Exact repetition is required: reproduce every line of the data.
────────────────────────────────────────
use std::sync::Arc;

use axum::http::Method;
use axum::routing::get;
use axum::Router;
use tower_http::cors::{Any, CorsLayer};
use tower_http::trace::TraceLayer;

use crate::server::handlers;
use crate::state::AppState;

/// Creates the application router: health check, the question-answering
/// endpoint, CORS and request tracing.
pub fn router(state: Arc<AppState>) -> Router {
    Router::new()
        .route("/health", get(handlers::health))
        .route("/chat", get(handlers::chat))
        .with_state(state)
        .layer(
            CorsLayer::new()
                .allow_origin(Any)
                .allow_methods([Method::GET]),
        )
        .layer(TraceLayer::new_for_http())
}
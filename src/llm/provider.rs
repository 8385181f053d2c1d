use async_trait::async_trait;

use super::types::CompletionRequest;
use crate::core::errors::ApiError;

#[async_trait]
pub trait CompletionBackend: Send + Sync {
    /// return the backend name (e.g. "ollama")
    fn name(&self) -> &str;

    /// text completion (non-streaming)
    async fn complete(&self, request: &CompletionRequest) -> Result<String, ApiError>;
}

#[async_trait]
pub trait EmbeddingBackend: Send + Sync {
    /// one fixed-length vector per input, in input order
    async fn embed(&self, inputs: &[String]) -> Result<Vec<Vec<f32>>, ApiError>;
}
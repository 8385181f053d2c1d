use std::env;
use std::fs;
use std::path::{Path, PathBuf};
use std::time::Duration;

use serde::Deserialize;

use crate::core::errors::ApiError;

const DEFAULT_CONFIG_FILE: &str = "config.yml";

#[derive(Debug, Clone, Default, Deserialize)]
#[serde(default)]
pub struct Settings {
    pub server: ServerSettings,
    pub document: DocumentSettings,
    pub llm: LlmSettings,
    pub tools: ToolSettings,
}

#[derive(Debug, Clone, Deserialize)]
#[serde(default)]
pub struct ServerSettings {
    pub port: u16,
    pub log_dir: PathBuf,
}

#[derive(Debug, Clone, Deserialize)]
#[serde(default)]
pub struct DocumentSettings {
    /// Plain-text document, pages separated by form-feed characters.
    pub path: PathBuf,
}

#[derive(Debug, Clone, Deserialize)]
#[serde(default)]
pub struct LlmSettings {
    pub completion_base_url: String,
    pub completion_model: String,
    pub embedding_base_url: String,
    pub embedding_model: String,
    pub max_attempts: u32,
    pub retry_delay_ms: u64,
}

#[derive(Debug, Clone, Deserialize)]
#[serde(default)]
pub struct ToolSettings {
    pub exchange_enabled: bool,
    pub exchange_base_url: String,
}

impl Default for ServerSettings {
    fn default() -> Self {
        ServerSettings {
            port: 5000,
            log_dir: PathBuf::from("logs"),
        }
    }
}

impl Default for DocumentSettings {
    fn default() -> Self {
        DocumentSettings {
            path: PathBuf::from("document.txt"),
        }
    }
}

impl Default for LlmSettings {
    fn default() -> Self {
        LlmSettings {
            completion_base_url: "http://127.0.0.1:11434".to_string(),
            completion_model: "mistral-openorca".to_string(),
            embedding_base_url: "http://127.0.0.1:8080".to_string(),
            embedding_model: "paraphrase-minilm".to_string(),
            max_attempts: 3,
            retry_delay_ms: 0,
        }
    }
}

impl Default for ToolSettings {
    fn default() -> Self {
        ToolSettings {
            exchange_enabled: true,
            exchange_base_url: "https://open.er-api.com".to_string(),
        }
    }
}

impl Settings {
    /// Loads settings from the config file named by `SAGE_CONFIG` (falling
    /// back to `config.yml` in the working directory), then applies
    /// environment overrides. A missing file yields the defaults.
    pub fn load() -> Result<Self, ApiError> {
        let path = env::var("SAGE_CONFIG")
            .map(PathBuf::from)
            .unwrap_or_else(|_| PathBuf::from(DEFAULT_CONFIG_FILE));
        let mut settings = Self::load_from(&path)?;
        settings.apply_env_overrides();
        Ok(settings)
    }

    pub fn load_from(path: &Path) -> Result<Self, ApiError> {
        if !path.exists() {
            return Ok(Settings::default());
        }
        let raw = fs::read_to_string(path).map_err(ApiError::internal)?;
        serde_yaml::from_str(&raw).map_err(|err| {
            ApiError::BadRequest(format!("invalid config {}: {}", path.display(), err))
        })
    }

    fn apply_env_overrides(&mut self) {
        if let Some(port) = env::var("PORT").ok().and_then(|val| val.parse().ok()) {
            self.server.port = port;
        }
        if let Ok(path) = env::var("SAGE_DOCUMENT") {
            self.document.path = PathBuf::from(path);
        }
        if let Ok(url) = env::var("SAGE_COMPLETION_URL") {
            self.llm.completion_base_url = url;
        }
        if let Ok(url) = env::var("SAGE_EMBEDDING_URL") {
            self.llm.embedding_base_url = url;
        }
    }

    pub fn retry_delay(&self) -> Duration {
        Duration::from_millis(self.llm.retry_delay_ms)
    }
}
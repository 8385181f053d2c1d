use axum::{http::StatusCode, response::IntoResponse, Json};
use serde_json::json;
use thiserror::Error;

#[derive(Debug, Error)]
pub enum ApiError {
    #[error("service unavailable")]
    ServiceUnavailable,
    #[error("bad request: {0}")]
    BadRequest(String),
    #[error("not found: {0}")]
    NotFound(String),
    #[error("document index is empty")]
    EmptyIndex,
    #[error("completion backend unavailable after {attempts} attempts")]
    CompletionUnavailable { attempts: u32 },
    #[error("internal error: {0}")]
    Internal(String),
}

impl ApiError {
    pub fn internal<E: std::fmt::Display>(err: E) -> Self {
        ApiError::Internal(err.to_string())
    }
}

impl IntoResponse for ApiError {
    fn into_response(self) -> axum::response::Response {
        let (status, message) = match &self {
            ApiError::ServiceUnavailable => (
                StatusCode::SERVICE_UNAVAILABLE,
                "Service unavailable".to_string(),
            ),
            ApiError::BadRequest(msg) => (StatusCode::BAD_REQUEST, msg.clone()),
            ApiError::NotFound(msg) => (StatusCode::NOT_FOUND, msg.clone()),
            ApiError::EmptyIndex => (
                StatusCode::SERVICE_UNAVAILABLE,
                "No document has been ingested".to_string(),
            ),
            ApiError::CompletionUnavailable { .. } => (
                StatusCode::SERVICE_UNAVAILABLE,
                "Completion backend unavailable".to_string(),
            ),
            ApiError::Internal(msg) => (StatusCode::INTERNAL_SERVER_ERROR, msg.clone()),
        };

        let body = Json(json!({ "error": message }));
        (status, body).into_response()
    }
}
#[derive(Debug, Clone)]
pub struct GenerationOptions {
    pub num_predict: i32,
    pub temperature: f64,
    pub top_k: i64,
    pub stop: Vec<String>,
}

impl GenerationOptions {
    /// Fixed options for the reasoning protocol: greedy decoding with a
    /// bounded output budget and a stop sequence at the next turn boundary.
    pub fn deterministic() -> Self {
        GenerationOptions {
            num_predict: 200,
            temperature: 0.0,
            top_k: 20,
            stop: vec!["Question:".to_string()],
        }
    }
}

#[derive(Debug, Clone)]
pub struct CompletionRequest {
    pub prompt: String,
    pub options: GenerationOptions,
}

impl CompletionRequest {
    pub fn new(prompt: impl Into<String>) -> Self {
        CompletionRequest {
            prompt: prompt.into(),
            options: GenerationOptions::deterministic(),
        }
    }
}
────────────────────────────────────────
Task solution -
use std::sync::Arc;

use axum::http::Method;
use axum::routing::get;
use axum::Router;
use tower_http::cors::{Any, CorsLayer};
use tower_http::trace::TraceLayer;

use crate::server::handlers;
use crate::state::AppState;

/// Creates the application router: health check, the question-answering
/// endpoint, CORS and request tracing.
pub fn router(state: Arc<AppState>) -> Router {
    Router::new()
        .route("/health", get(handlers::health))
        .route("/chat", get(handlers::chat))
        .with_state(state)
        .layer(
            CorsLayer::new()
                .allow_origin(Any)
                .allow_methods([Method::GET]),
        )
        .layer(TraceLayer::new_for_http())
}
filename src/llm/provider.rs
repository 8385181f053d2c1d
use async_trait::async_trait;

use super::types::CompletionRequest;
use crate::core::errors::ApiError;

#[async_trait]
pub trait CompletionBackend: Send + Sync {
    /// return the backend name (e.g. "ollama")
    fn name(&self) -> &str;

    /// text completion (non-streaming)
    async fn complete(&self, request: &CompletionRequest) -> Result<String, ApiError>;
}

#[async_trait]
pub trait EmbeddingBackend: Send + Sync {
    /// one fixed-length vector per input, in input order
    async fn embed(&self, inputs: &[String]) -> Result<Vec<Vec<f32>>, ApiError>;
}
repository 8385181f053d2c1d
use std::env;
use std::fs;
use std::path::{Path, PathBuf};
use std::time::Duration;

use serde::Deserialize;

use crate::core::errors::ApiError;

const DEFAULT_CONFIG_FILE: &str = "config.yml";

#[derive(Debug, Clone, Default, Deserialize)]
#[serde(default)]
pub struct Settings {
    pub server: ServerSettings,
    pub document: DocumentSettings,
    pub llm: LlmSettings,
    pub tools: ToolSettings,
}

#[derive(Debug, Clone, Deserialize)]
#[serde(default)]
pub struct ServerSettings {
    pub port: u16,
    pub log_dir: PathBuf,
}

#[derive(Debug, Clone, Deserialize)]
#[serde(default)]
pub struct DocumentSettings {
    /// Plain-text document, pages separated by form-feed characters.
    pub path: PathBuf,
}

#[derive(Debug, Clone, Deserialize)]
#[serde(default)]
pub struct LlmSettings {
    pub completion_base_url: String,
    pub completion_model: String,
    pub embedding_base_url: String,
    pub embedding_model: String,
    pub max_attempts: u32,
    pub retry_delay_ms: u64,
}

#[derive(Debug, Clone, Deserialize)]
#[serde(default)]
pub struct ToolSettings {
    pub exchange_enabled: bool,
    pub exchange_base_url: String,
}

impl Default for ServerSettings {
    fn default() -> Self {
        ServerSettings {
            port: 5000,
            log_dir: PathBuf::from("logs"),
        }
    }
}

impl Default for DocumentSettings {
    fn default() -> Self {
        DocumentSettings {
            path: PathBuf::from("document.txt"),
        }
    }
}

impl Default for LlmSettings {
    fn default() -> Self {
        LlmSettings {
            completion_base_url: "http://127.0.0.1:11434".to_string(),
            completion_model: "mistral-openorca".to_string(),
            embedding_base_url: "http://127.0.0.1:8080".to_string(),
            embedding_model: "paraphrase-minilm".to_string(),
            max_attempts: 3,
            retry_delay_ms: 0,
        }
    }
}

impl Default for ToolSettings {
    fn default() -> Self {
        ToolSettings {
            exchange_enabled: true,
            exchange_base_url: "https://open.er-api.com".to_string(),
        }
    }
}

impl Settings {
    /// Loads settings from the config file named by `SAGE_CONFIG` (falling
    /// back to `config.yml` in the working directory), then applies
    /// environment overrides. A missing file yields the defaults.
    pub fn load() -> Result<Self, ApiError> {
        let path = env::var("SAGE_CONFIG")
            .map(PathBuf::from)
            .unwrap_or_else(|_| PathBuf::from(DEFAULT_CONFIG_FILE));
        let mut settings = Self::load_from(&path)?;
        settings.apply_env_overrides();
        Ok(settings)
    }

    pub fn load_from(path: &Path) -> Result<Self, ApiError> {
        if !path.exists() {
            return Ok(Settings::default());
        }
        let raw = fs::read_to_string(path).map_err(ApiError::internal)?;
        serde_yaml::from_str(&raw).map_err(|err| {
            ApiError::BadRequest(format!("invalid config {}: {}", path.display(), err))
        })
    }

    fn apply_env_overrides(&mut self) {
        if let Some(port) = env::var("PORT").ok().and_then(|val| val.parse().ok()) {
            self.server.port = port;
        }
        if let Ok(path) = env::var("SAGE_DOCUMENT") {
            self.document.path = PathBuf::from(path);
        }
        if let Ok(url) = env::var("SAGE_COMPLETION_URL") {
            self.llm.completion_base_url = url;
        }
        if let Ok(url) = env::var("SAGE_EMBEDDING_URL") {
            self.llm.embedding_base_url = url;
        }
    }

    pub fn retry_delay(&self) -> Duration {
        Duration::from_millis(self.llm.retry_delay_ms)
    }
}
repository 8385181f053d2c1d
use axum::{http::StatusCode, response::IntoResponse, Json};
use serde_json::json;
use thiserror::Error;

#[derive(Debug, Error)]
pub enum ApiError {
    #[error("service unavailable")]
    ServiceUnavailable,
    #[error("bad request: {0}")]
    BadRequest(String),
    #[error("not found: {0}")]
    NotFound(String),
    #[error("document index is empty")]
    EmptyIndex,
    #[error("completion backend unavailable after {attempts} attempts")]
    CompletionUnavailable { attempts: u32 },
    #[error("internal error: {0}")]
    Internal(String),
}

impl ApiError {
    pub fn internal<E: std::fmt::Display>(err: E) -> Self {
        ApiError::Internal(err.to_string())
    }
}

impl IntoResponse for ApiError {
    fn into_response(self) -> axum::response::Response {
        let (status, message) = match &self {
            ApiError::ServiceUnavailable => (
                StatusCode::SERVICE_UNAVAILABLE,
                "Service unavailable".to_string(),
            ),
            ApiError::BadRequest(msg) => (StatusCode::BAD_REQUEST, msg.clone()),
            ApiError::NotFound(msg) => (StatusCode::NOT_FOUND, msg.clone()),
            ApiError::EmptyIndex => (
                StatusCode::SERVICE_UNAVAILABLE,
                "No document has been ingested".to_string(),
            ),
            ApiError::CompletionUnavailable { .. } => (
                StatusCode::SERVICE_UNAVAILABLE,
                "Completion backend unavailable".to_string(),
            ),
            ApiError::Internal(msg) => (StatusCode::INTERNAL_SERVER_ERROR, msg.clone()),
        };

        let body = Json(json!({ "error": message }));
        (status, body).into_response()
    }
}
#[derive(Debug, Clone)]
pub struct GenerationOptions {
    pub num_predict: i32,
    pub temperature: f64,
    pub top_k: i64,
    pub stop: Vec<String>,
}

impl GenerationOptions {
    /// Fixed options for the reasoning protocol: greedy decoding with a
    /// bounded output budget and a stop sequence at the next turn boundary.
    pub fn deterministic() -> Self {
        GenerationOptions {
            num_predict: 200,
            temperature: 0.0,
            top_k: 20,
            stop: vec!["Question:".to_string()],
        }
    }
}

#[derive(Debug, Clone)]
pub struct CompletionRequest {
    pub prompt: String,
    pub options: GenerationOptions,
}

impl CompletionRequest {
    pub fn new(prompt: impl Into<String>) -> Self {
        CompletionRequest {
            prompt: prompt.into(),
            options: GenerationOptions::deterministic(),
        }
    }
}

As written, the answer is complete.